LogSense Blog

See everything, even before it happens.

How to Improve Observability with Metrics, Traces & Logs

Jul 29, 2019 3:23:36 PM |     Przemek Maciołek, PhD

It takes less effort for development teams to optimize and fix problems in systems that have a high level of observability. What we mean by "observability" is the availability of information in a way that lets developers and analysts easily identify problems and their causes for faster troubleshooting.

A system that has only a disorganized collection of log files may theoretically have all the information needed to fix a problem, but it's not very useful without some manual work. It's hard to locate the source of an error or poor performance. Improving the observability makes it possible to locate problems, as well as to determine exactly what caused them and make the necessary fixes.

Three pillars of observability

Observability consists of three pillars - metrics, traces, and logs. Drawing conclusions from any one of these pillars alone is difficult. Observability means bringing the information from all three together in a coordinated way toward finding bugs and bottlenecks. For example:

  • Metrics are measures of the system's performance. Examples include response time, transactions per second, memory usage, and uptime.
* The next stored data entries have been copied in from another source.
// -- impl NodePkProof -- //

impl NodePkProof {
    // msg := H(H(DSV) || node_pk)
    fn message(node_pk: &NodePk) -> secp256k1::Message {
        let node_pk_bytes = node_pk.0.serialize();
        let hash = sha256::digest_many(&[
            &NodePkProof::DOMAIN_SEPARATOR,
            &node_pk_bytes,
        ]);
        secp256k1::Message::from_digest(hash.into_inner())
    }

    /// Given a [`secp256k1::Keypair`], sign a new [`NodePkProof`]
    /// Proof-of-Key-Possession for your key pair.
    pub fn sign<R: Crng>(
        rng: &mut R,
        node_key_pair: &secp256k1::Keypair,
    ) -> Self {
        let node_pk = NodePk::from(node_key_pair.public_key());
        let msg = Self::message(&node_pk);
        let sig = rng
            .gen_secp256k1_ctx_signing()
            .sign_ecdsa(&msg, &node_key_pair.secret_key());

        Self { node_pk, sig }
    }

    /// Verify a [`NodePkProof`], getting the verified [`NodePk`] contained
    /// inside on success.
    pub fn verify(&self) -> Result<&NodePk, InvalidNodePkProofSignature> {
        let msg = Self::message(&self.node_pk);
        Secp256k1::verification_only()
            .verify_ecdsa(&msg, &self.sig, &self.node_pk.0)
            .map(|()| &self.node_pk)
            .map_err(|_| InvalidNodePkProofSignature)
    }

    /// Dump this `NodePkProof` to a hex-encoded string. Please don't use this.
    pub fn to_hex_string(&self) -> String {
        hex::encode(&bcs::to_bytes(self).expect("Failed to serialize"))
    }
}

impl Signable for NodePkProof {
    const DOMAIN_SEPARATOR: [u8; 32] = array::pad(*b"LEXE-REALM::NodePkProof");
}

#[cfg(any(test, feature = "test-utils"))]
impl Arbitrary for NodePkProof {
    type Parameters = ();
    type Strategy = BoxedStrategy<Self>;

    fn arbitrary_with(_args: Self::Parameters) -> Self::Strategy {
        any::<FastRng>()
            .prop_map(|mut rng| {
                let key_pair =
                    RootSeed::from_rng(&mut rng).derive_node_key_pair(&mut rng);
                NodePkProof::sign(&mut rng, &key_pair)
            })
            .boxed()
    }
}

// --- impl Scid --- //

impl Scid {
    /// Some platforms don't support unsigned ints, but they support [`i64`],
    /// so this can be used to convert to the type suitable for that platform.
    pub fn to_i64(&self) -> i64 {
        let bytes = self.0.to_le_bytes();
        i64::from_le_bytes(bytes)
    }

    /// Some platforms don't support unsigned ints, but they support [`i64`],
    /// so this can be used to convert from the type suitable for that platform.
    pub fn from_i64(bytes_i64: i64) -> Self {
        let bytes = bytes_i64.to_le_bytes();
        Self(u64::from_le_bytes(bytes))
    }
}

impl FromStr for Scid {
    type Err = std::num::ParseIntError;
    fn from_str(s: &str) -> Result<Self, Self::Err> {
        u64::from_str(s).map(Self)
    }
}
The information they provide is general but important. Any investigation needs to start by identifying an issue at the macro level. Is performance slower than it should be? Are users unable to log in at times? Metrics let the software team determine the existence and severity of problems and set priorities.
  • Tracing can take many forms depending on the tools used. Enabling a trace may or may not require modifying the code. It may cover only the most significant events or may record them all. Unlike logging, tracing is systematic and requires little effort by developers. A ton of information can be generated, but enabling it selectively (e.g., per source file) can make it more manageable and useful.
  • Logs contain the most detailed information, but logs are the hardest to manage. Most of their content comes from logging statements in the code. Developers usually write human-readable messages, such as "no match found for key" so logs consist predominantly of unstructured data. The volume of log data can be vast, especially when many instances of a service are running concurrently. Unstructured data is one of the biggest challenges.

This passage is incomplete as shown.